L’interdiction des animaux sauvages une menace supplémentaire pour les cirques français

  • Publié le: lundi 15 février 2021

Cette année le secteur du cirque a été particulièrement touché par la crise et a eu le sentiment d’être laissé à l’abandon par le gouvernement français. Les principales raisons sont la pandémie de COVID-19 et l’interdiction à venir des animaux de cirque.

Il n’y a pas eu de spectacles de cirques en France depuis presque un an. Au lieu de cela, les cirques ambulants sont tenus à l’arrêt, pour certains avec leurs animaux, en attendant une ouverture.

Les familles du cirque ne savent pas quand la crise du COVID-19 sera suffisamment atténuée pour que le gouvernement leur permette de reprendre la route. Mais une autre menace pour leurs moyens de subsistance est apparue entre temps : l’interdiction probable des animaux sauvages dans les cirques.

« Nous pourrions perdre nos animaux, mais aussi notre profession, notre tradition », a déclaré un patron de cirque. Ce dernier a dû suspendre sa tournée de cirque au printemps dernier lorsque la France a été placée sous l’un des plus durs confinements d’Europe. Sa famille se préparait à reprendre la route après l’été lorsqu’une deuxième série de restrictions a été imposée.

Il déplore que les petits cirques aient été abandonnés par l’État, même s’il a dépensé des dizaines de milliards d’euros pour soutenir les entreprises.

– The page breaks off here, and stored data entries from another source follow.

impl Orchestrator {
    /// Evaluation transaction for one completion event.
    ///
    /// Convergent under redelivery and reordering: every state change is
    /// CAS-guarded and readiness is monotone, so reprocessing a
    /// completion can only repeat work that was already a no-op.
    pub async fn evaluate(&self, completion: &CompletionMessage) -> Result<(), OrchestratorError> {
        let execution_id = completion.execution_id;
        let Some(execution) = self.state().execution_get(execution_id).await? else {
            warn!(%execution_id, "completion for unknown or expired execution");
            return Ok(());
        };
        let graph = self.graph(execution.workflow_id).await?;
        let now = Utc::now();
        let is_trigger = completion.node_id == TRIGGER_NODE_ID;

        let mut node_failed = false;
        if !is_trigger {
            if !graph.contains(&completion.node_id) {
                warn!(%execution_id, node_id = %completion.node_id, "completion for node outside the workflow");
                return Ok(());
            }
            match self.apply_completion(completion, now).await? {
                Applied::Failed => node_failed = true,
                Applied::Completed => {}
                Applied::NotApplicable => return Ok(()),
            }
        }

        if execution.status == ExecutionStatus::Cancelled {
            debug!(%execution_id, "execution cancelled, suppressing dispatch");
            return Ok(());
        }

        if node_failed {
            self.propagate_skips(&graph, execution_id, &completion.node_id, now)
                .await?;
            self.finalize_if_quiescent(&graph, execution_id).await?;
            return Ok(());
        }

        let children: Vec<String> = if is_trigger {
            graph.roots().iter().map(|id| id.to_string()).collect()
        } else {
            graph
                .children(&completion.node_id)
                .map(str::to_string)
                .collect()
        };

        if !children.is_empty() {
            // Upstream outputs plus trigger params, one round-trip.
            let output_ids: Vec<&str> = graph
                .node_ids()
                .chain(std::iter::once(PARAMS_NODE_ID))
                .collect();
            let outputs = self.state().output_mget(execution_id, &output_ids).await?;
            for child in &children {
                self.try_dispatch(&graph, execution_id, child, &outputs, now)
                    .await?;
            }
        }

        self.finalize_if_quiescent(&graph, execution_id).await?;
        Ok(())
    }

    /// Step 1: fold the completion into node state. The worker usually
    /// left the node `Running`; `Pending` covers workers that published
    /// a terminal completion without the intermediate CAS.
    async fn apply_completion(
        &self,
        completion: &CompletionMessage,
        now: DateTime<Utc>,
    ) -> Result<Applied, OrchestratorError> {
        let execution_id = completion.execution_id;
        let node_id = &completion.node_id;

        let (target, update) = match completion.status {
            CompletionStatus::Completed => (NodeStatus::Completed, NodeUpdate::finished(now)),
            CompletionStatus::Failed => {
                let error = completion.error.clone().unwrap_or_else(|| {
                    ErrorDetail::new(ErrorCategory::Unknown, "task failed without error detail")
                });
                (NodeStatus::Failed, NodeUpdate::failed(now, error))
            }
        };

        let applied = self
            .state()
            .node_cas(execution_id, node_id, NodeStatus::Running, target, update.clone())
            .await?
            || self
                .state()
                .node_cas(execution_id, node_id, NodeStatus::Pending, target, update)
                .await?;

        if applied {
            if let (CompletionStatus::Completed, Some(output)) =
                (completion.status, &completion.output)
            {
                self.state().output_put(execution_id, node_id, output).await?;
            }
            debug!(%execution_id, %node_id, status = ?completion.status, "completion applied");
            return Ok(match completion.status {
                CompletionStatus::Completed => Applied::Completed,
                CompletionStatus::Failed => Applied::Failed,
            });
        }

        // The CAS lost: either a duplicate delivery, or a synthetic
        // completion for a node this orchestrator already skipped or
        // failed. Terminal state decides whether evaluation continues.
        match self.state().node_get(execution_id, node_id).await? {
            Some(record) if record.status == NodeStatus::Failed => Ok(Applied::Failed),
            Some(record) if record.status.is_terminal() => Ok(Applied::Completed),
            other => {
                warn!(
                    %execution_id,
                    %node_id,
                    status = ?other.map(|record| record.status),
                    "completion for a node not in a completable state"
                );
                Ok(Applied::NotApplicable)
            }
        }
    }

    /// Step 3: fail-fast. Descendants of a failed node that have not
    /// started are marked `Skipped`, not `Failed`, so the cause stays
    /// distinguishable from the effect. Running or terminal descendants
    /// are left alone.
    async fn propagate_skips(
        &self,
        graph: &DagGraph,
        execution_id: Uuid,
        failed_node: &str,
        now: DateTime<Utc>,
    ) -> Result<(), OrchestratorError> {
        for descendant in graph.descendants(failed_node) {
            let skipped = self
                .state()
                .node_cas(
                    execution_id,
                    &descendant,
                    NodeStatus::Waiting,
                    NodeStatus::Skipped,
                    NodeUpdate::finished(now),
                )
                .await?;
            if skipped {
                debug!(%execution_id, node_id = %descendant, "skipped descendant of failed node");
            }
        }
        Ok(())
    }

    /// Steps 4–5: readiness check plus lock-serialised dispatch of one
    /// child.
    async fn try_dispatch(
        &self,
        graph: &DagGraph,
        execution_id: Uuid,
        child: &str,
        outputs: &HashMap<String, Value>,
        now: DateTime<Utc>,
    ) -> Result<(), OrchestratorError> {
        let parent_ids: Vec<&str> = graph.parents(child).collect();
        if !parent_ids.is_empty() {
            let statuses = self.state().node_mget(execution_id, &parent_ids).await?;
            let ready = parent_ids.iter().all(|parent| {
                statuses.get(*parent).is_some_and(|record| {
                    matches!(record.status, NodeStatus::Completed | NodeStatus::Skipped)
                })
            });
            if !ready {
                return Ok(());
            }
        }

        let lock_key = keys::eval_lock_key(execution_id, child);
        let token = Uuid::new_v4().to_string();
        if !self
            .state()
            .lock_acquire(&lock_key, &token, self.config().lock_ttl)
            .await?
        {
            // Another replica is dispatching this child right now.
            return Ok(());
        }

        let result = self
            .dispatch_locked(graph, execution_id, child, outputs, now)
            .await;

        if let Err(err) = self.state().lock_release(&lock_key, &token).await {
            warn!(%execution_id, node_id = %child, error = %err, "eval lock release failed");
        }
        result
    }

    async fn dispatch_locked(
        &self,
        graph: &DagGraph,
        execution_id: Uuid,
        child: &str,
        outputs: &HashMap<String, Value>,
        now: DateTime<Utc>,
    ) -> Result<(), OrchestratorError> {
        // Re-read under the lock: another replica may have advanced the
        // node between the readiness check and lock acquisition.
        let Some(record) = self.state().node_get(execution_id, child).await? else {
            return Ok(());
        };
        if record.status != NodeStatus::Waiting {
            return Ok(());
        }

        let node = graph.node(child).expect("child taken from graph");

        if let Some(condition) = &node.condition {
            match evaluate_condition(condition, outputs) {
                Ok(true) => {}
                Ok(false) => {
                    let skipped = self
                        .state()
                        .node_cas(
                            execution_id,
                            child,
                            NodeStatus::Waiting,
                            NodeStatus::Skipped,
                            NodeUpdate::finished(now),
                        )
                        .await?;
                    if skipped {
                        info!(%execution_id, node_id = %child, "condition false, node skipped");
                        // Synthetic completion keeps the frontier moving
                        // through the skipped node.
                        let synthetic = CompletionMessage::completed(execution_id, child, None);
                        self.state()
                            .stream_publish(COMPLETIONS_STREAM, synthetic.to_fields())
                            .await?;
                    }
                    return Ok(());
                }
                Err(err) => {
                    return self
                        .fail_before_dispatch(execution_id, child, err.to_string(), now)
                        .await;
                }
            }
        }

        match resolve_config(&node.config, outputs) {
            Ok(resolved) => {
                let dispatched = self
                    .state()
                    .node_cas(
                        execution_id,
                        child,
                        NodeStatus::Waiting,
                        NodeStatus::Pending,
                        NodeUpdate::default(),
                    )
                    .await?;
                if dispatched {
                    let task = TaskMessage::new(execution_id, child, &node.handler, resolved, 0);
                    self.state()
                        .stream_publish(TASKS_STREAM, task.to_fields())
                        .await?;
                    info!(%execution_id, node_id = %child, handler = %node.handler, "task dispatched");
                }
                Ok(())
            }
            Err(err) => {
                self.fail_before_dispatch(execution_id, child, err.to_string(), now)
                    .await
            }
        }
    }

    /// Template or condition resolution failed: the node fails with a
    /// validation error before any worker sees it, and the failure flows
    /// through the normal completion path.
    async fn fail_before_dispatch(
        &self,
        execution_id: Uuid,
        node_id: &str,
        message: String,
        now: DateTime<Utc>,
    ) -> Result<(), OrchestratorError> {
        let error = ErrorDetail::new(ErrorCategory::Validation, message);
        let failed = self
            .state()
            .node_cas(
                execution_id,
                node_id,
                NodeStatus::Waiting,
                NodeStatus::Failed,
                NodeUpdate::failed(now, error.clone()),
            )
            .await?;
        if failed {
            warn!(%execution_id, %node_id, error = %error.message, "node failed before dispatch");
            let completion = CompletionMessage::failed(execution_id, node_id, error);
            self.state()
                .stream_publish(COMPLETIONS_STREAM, completion.to_fields())
                .await?;
        }
        Ok(())
    }

    /// Step 6: once no node is runnable, settle the overall execution
    /// status, write terminal history, and put the hot keys on their
    /// expiry clock.
    async fn finalize_if_quiescent(
        &self,
        graph: &DagGraph,
        execution_id: Uuid,
    ) -> Result<(), OrchestratorError> {
        let node_ids: Vec<&str> = graph.node_ids().collect();
        let statuses = self.state().node_mget(execution_id, &node_ids).await?;
        if statuses.len() != node_ids.len() {
            return Ok(());
        }
        if statuses.values().any(|record| {
            matches!(
                record.status,
                NodeStatus::Waiting | NodeStatus::Pending | NodeStatus::Running
            )
        }) {
            return Ok(());
        }

        let any_failed = statuses
            .values()
            .any(|record| record.status == NodeStatus::Failed);
        let final_status = if any_failed {
            ExecutionStatus::Failed
        } else {
            ExecutionStatus::Completed
        };

        let now = Utc::now();
        if self
            .state()
            .execution_cas(execution_id, ExecutionStatus::Running, final_status, now)
            .await?
        {
            info!(%execution_id, status = final_status.as_str(), "execution reached terminal status");
            self.record_terminal(graph, execution_id, final_status).await?;
        }
        Ok(())
    }

    pub(crate) async fn record_terminal(
        &self,
        graph: &DagGraph,
        execution_id: Uuid,
        final_status: ExecutionStatus,
    ) -> Result<(), OrchestratorError> {
        let output_ids: Vec<&str> = graph.node_ids().collect();
        let outputs = self.state().output_mget(execution_id, &output_ids).await?;
        self.definitions()
            .record_terminal(execution_id, final_status, outputs)
            .await?;

        let node_ids: Vec<String> = graph.node_ids().map(str::to_string).collect();
        self.state()
            .expire_terminal(execution_id, &node_ids, self.config().terminal_state_ttl)
            .await?;
        Ok(())
    }

    /// Housekeeper half of execution deadlines: a `Running` execution
    /// past its timeout fails, and its unstarted nodes are parked as
    /// `Skipped`. In-flight handlers are left to finish; their
    /// completions land on an already-failed execution.
    pub async fn fail_timed_out_executions(&self) -> Result<(), OrchestratorError> {
        let now = Utc::now();
        for execution in self.state().execution_list_running().await? {
            if !execution.timed_out_at(now) {
                continue;
            }
            let failed = self
                .state()
                .execution_cas(
                    execution.execution_id,
                    ExecutionStatus::Running,
                    ExecutionStatus::Failed,
                    now,
                )
                .await?;
            if !failed {
                continue;
            }
            warn!(
                execution_id = %execution.execution_id,
                timeout_seconds = execution.timeout_seconds,
                "execution timed out"
            );

            let graph = self.graph(execution.workflow_id).await?;
            for node_id in graph.node_ids() {
                for from in [NodeStatus::Waiting, NodeStatus::Pending] {
                    self.state()
                        .node_cas(
                            execution.execution_id,
                            node_id,
                            from,
                            NodeStatus::Skipped,
                            NodeUpdate::finished(now),
                        )
                        .await?;
                }
            }
            self.record_terminal(&graph, execution.execution_id, ExecutionStatus::Failed)
                .await?;
        }
        Ok(())
    }
}
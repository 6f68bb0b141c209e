use chrono::{DateTime, Utc};
use sluice_core::breaker::{BreakerConfig, BreakerState, CircuitBreaker};
use std::collections::HashMap;
use std::sync::Mutex;

/// Per-process set of circuit breakers, one per handler name. Breaker
/// state is deliberately local to the worker process; temporary
/// imbalance across a partially-open fleet is absorbed by the retry and
/// reaper layers.
pub struct BreakerSet {
    config: BreakerConfig,
    breakers: Mutex<HashMap<String, CircuitBreaker>>,
}

impl BreakerSet {
    pub fn new(config: BreakerConfig) -> Self {
        Self {
            config,
            breakers: Mutex::new(HashMap::new()),
        }
    }

    pub fn allow_call(&self, handler: &str, now: DateTime<Utc>) -> bool {
        let mut breakers = self.breakers.lock().expect("breaker mutex poisoned");
        breakers
            .entry(handler.to_string())
            .or_insert_with(|| CircuitBreaker::new(self.config))
            .allow_call(now)
    }

    pub fn record_success(&self, handler: &str) {
        let mut breakers = self.breakers.lock().expect("breaker mutex poisoned");
        if let Some(breaker) = breakers.get_mut(handler) {
            breaker.record_success();
        }
    }

    pub fn record_failure(&self, handler: &str, now: DateTime<Utc>) {
        let mut breakers = self.breakers.lock().expect("breaker mutex poisoned");
        breakers
            .entry(handler.to_string())
            .or_insert_with(|| CircuitBreaker::new(self.config))
            .record_failure(now);
    }

    pub fn state(&self, handler: &str) -> Option<BreakerState> {
        let breakers = self.breakers.lock().expect("breaker mutex poisoned");
        breakers.get(handler).map(CircuitBreaker::state)
    }
}
use chrono::{DateTime, Duration, Utc};
use serde::{Deserialize, Serialize};

#[derive(Debug, Clone, Copy, PartialEq, Eq, Serialize, Deserialize)]
#[serde(rename_all = "snake_case")]
pub enum BreakerState {
    Closed,
    Open,
    HalfOpen,
}

#[derive(Debug, Clone, Copy, PartialEq)]
pub struct BreakerConfig {
    pub failure_threshold: u32,
    pub open_timeout_ms: u64,
}

impl Default for BreakerConfig {
    fn default() -> Self {
        Self {
            failure_threshold: 5,
            open_timeout_ms: 30_000,
        }
    }
}

/// Process-local failure gate around one handler.
///
/// Closed admits calls and counts consecutive failures; reaching the
/// threshold opens the circuit. After `open_timeout_ms` the next gate
/// check moves to half-open, which admits a single probe: success closes
/// the circuit, failure reopens it.
#[derive(Debug, Clone)]
pub struct CircuitBreaker {
    config: BreakerConfig,
    state: BreakerState,
    consecutive_failures: u32,
    opened_at: Option<DateTime<Utc>>,
}

impl CircuitBreaker {
    pub fn new(config: BreakerConfig) -> Self {
        Self {
            config,
            state: BreakerState::Closed,
            consecutive_failures: 0,
            opened_at: None,
        }
    }

    pub fn state(&self) -> BreakerState {
        self.state
    }

    /// Gate check. Returns whether the call may proceed, transitioning
    /// `Open -> HalfOpen` once the open timeout has elapsed.
    pub fn allow_call(&mut self, now: DateTime<Utc>) -> bool {
        match self.state {
            BreakerState::Closed | BreakerState::HalfOpen => true,
            BreakerState::Open => {
                let elapsed = self
                    .opened_at
                    .map(|opened_at| now - opened_at)
                    .unwrap_or_else(Duration::zero);
                if elapsed >= Duration::milliseconds(self.config.open_timeout_ms as i64) {
                    self.state = BreakerState::HalfOpen;
                    true
                } else {
                    false
                }
            }
        }
    }

    pub fn record_success(&mut self) {
        self.consecutive_failures = 0;
        self.opened_at = None;
        self.state = BreakerState::Closed;
    }

    pub fn record_failure(&mut self, now: DateTime<Utc>) {
        self.consecutive_failures += 1;
        if self.state == BreakerState::HalfOpen
            || self.consecutive_failures >= self.config.failure_threshold
        {
            self.state = BreakerState::Open;
            self.opened_at = Some(now);
        }
    }
}
use crate::model::ErrorDetail;
use chrono::{DateTime, Utc};
use serde::{Deserialize, Serialize};
use serde_json::Value;
use uuid::Uuid;

/// A task that exhausted its retry budget (or failed in a way retries
/// cannot fix), parked for operator inspection. Entries are append-only
/// and removed only by explicit operator action.
#[derive(Debug, Clone, PartialEq, Serialize, Deserialize)]
pub struct DeadLetterEntry {
    pub entry_id: Uuid,
    pub execution_id: Uuid,
    pub node_id: String,
    pub handler: String,
    pub original_config: Value,
    pub resolved_config: Value,
    pub error: ErrorDetail,
    pub retry_count: u32,
    pub created_at: DateTime<Utc>,
}

impl DeadLetterEntry {
    #[allow(clippy::too_many_arguments)]
    pub fn new(
        execution_id: Uuid,
        node_id: impl Into<String>,
        handler: impl Into<String>,
        original_config: Value,
        resolved_config: Value,
        error: ErrorDetail,
        retry_count: u32,
    ) -> Self {
        Self {
            entry_id: Uuid::new_v4(),
            execution_id,
            node_id: node_id.into(),
            handler: handler.into(),
            original_config,
            resolved_config,
            error,
            retry_count,
            created_at: Utc::now(),
        }
    }
}
pub mod definitions;
pub mod dlq;
pub mod keys;
mod memory;
mod store;

pub use definitions::{
    DefinitionStore, LocalFsDefinitionStore, MemoryDefinitionStore, TerminalRecord,
};
pub use dlq::{DlqStore, MemoryDlqStore};
pub use memory::{MemoryStore, MemoryStoreConfig};
pub use store::{Fields, RateLimitDecision, StateStore, StreamMessage};

use thiserror::Error;

#[derive(Debug, Error, Clone, PartialEq, Eq)]
pub enum StateError {
    #[error("not found: {0}")]
    NotFound(String),
    #[error("already exists: {0}")]
    AlreadyExists(String),
    #[error("serialization error: {0}")]
    Serde(String),
    #[error("I/O error: {0}")]
    Io(String),
    #[error("state store error: {0}")]
    Other(String),
}
use serde::{Deserialize, Serialize};

/// Tracebacks are truncated before they enter a message or DLQ entry so a
/// pathological handler cannot bloat the hot store.
pub const MAX_TRACEBACK_LEN: usize = 2048;

#[derive(Debug, Clone, Copy, PartialEq, Eq, Serialize, Deserialize)]
#[serde(rename_all = "snake_case")]
pub enum ErrorCategory {
    Timeout,
    Connection,
    Validation,
    Handler,
    CircuitOpen,
    Unknown,
}

impl ErrorCategory {
    /// Whether the retry layer may reattempt a failure of this category.
    /// Validation failures are final: the same input will fail the same
    /// way on every attempt.
    pub fn is_retryable(self) -> bool {
        !matches!(self, Self::Validation)
    }

    pub fn as_str(self) -> &'static str {
        match self {
            Self::Timeout => "timeout",
            Self::Connection => "connection",
            Self::Validation => "validation",
            Self::Handler => "handler",
            Self::CircuitOpen => "circuit_open",
            Self::Unknown => "unknown",
        }
    }
}

/// Structured failure record carried in completion messages, node state,
/// and DLQ entries. Plain data on the wire; never a language-native
/// error object.
#[derive(Debug, Clone, PartialEq, Eq, Serialize, Deserialize)]
pub struct ErrorDetail {
    pub category: ErrorCategory,
    pub message: String,
    #[serde(default)]
    pub traceback: String,
    pub retryable: bool,
}

impl ErrorDetail {
    pub fn new(category: ErrorCategory, message: impl Into<String>) -> Self {
        Self {
            category,
            message: message.into(),
            traceback: String::new(),
            retryable: category.is_retryable(),
        }
    }

    pub fn with_traceback(mut self, traceback: impl Into<String>) -> Self {
        let mut traceback = traceback.into();
        if traceback.len() > MAX_TRACEBACK_LEN {
            let mut cut = MAX_TRACEBACK_LEN;
            while !traceback.is_char_boundary(cut) {
                cut -= 1;
            }
            traceback.truncate(cut);
        }
        self.traceback = traceback;
        self
    }

    pub fn non_retryable(mut self) -> Self {
        self.retryable = false;
        self
    }

    /// Best-effort category from an error message, for failures that
    /// reach the worker boundary without an explicit classification.
    pub fn classify(message: &str) -> ErrorCategory {
        let lowered = message.to_ascii_lowercase();
        if ["timeout", "timed out", "deadline"]
            .iter()
            .any(|p| lowered.contains(p))
        {
            return ErrorCategory::Timeout;
        }
        if ["connection", "unavailable", "refused", "reset", "broken pipe"]
            .iter()
            .any(|p| lowered.contains(p))
        {
            return ErrorCategory::Connection;
        }
        if ["validation", "invalid", "schema", "malformed"]
            .iter()
            .any(|p| lowered.contains(p))
        {
            return ErrorCategory::Validation;
        }
        ErrorCategory::Unknown
    }

    pub fn from_message(message: impl Into<String>) -> Self {
        let message = message.into();
        Self::new(Self::classify(&message), message)
    }
}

Le secteur du cirque a reçu une aide financière de deux euros par jour et par animal pendant le confinement du printemps, une fraction de ce qui est nécessaire pour subsiter, et rien depuis. « Nous ne devrions pas être laissés pour compte », a-t-il déclaré.

En septembre, la France a annoncé l’interdiction progressive des ours, tigres, éléphants et autres animaux sauvages dans les cirques pour des raisons de bien-être.

Le Parlement débat actuellement du projet de loi. Si elle est approuvée, comme cela devrait être le cas après avoir reçu un vote favorable de l’Assemblée nationale, l’interdiction sera échelonnée sur cinq ans.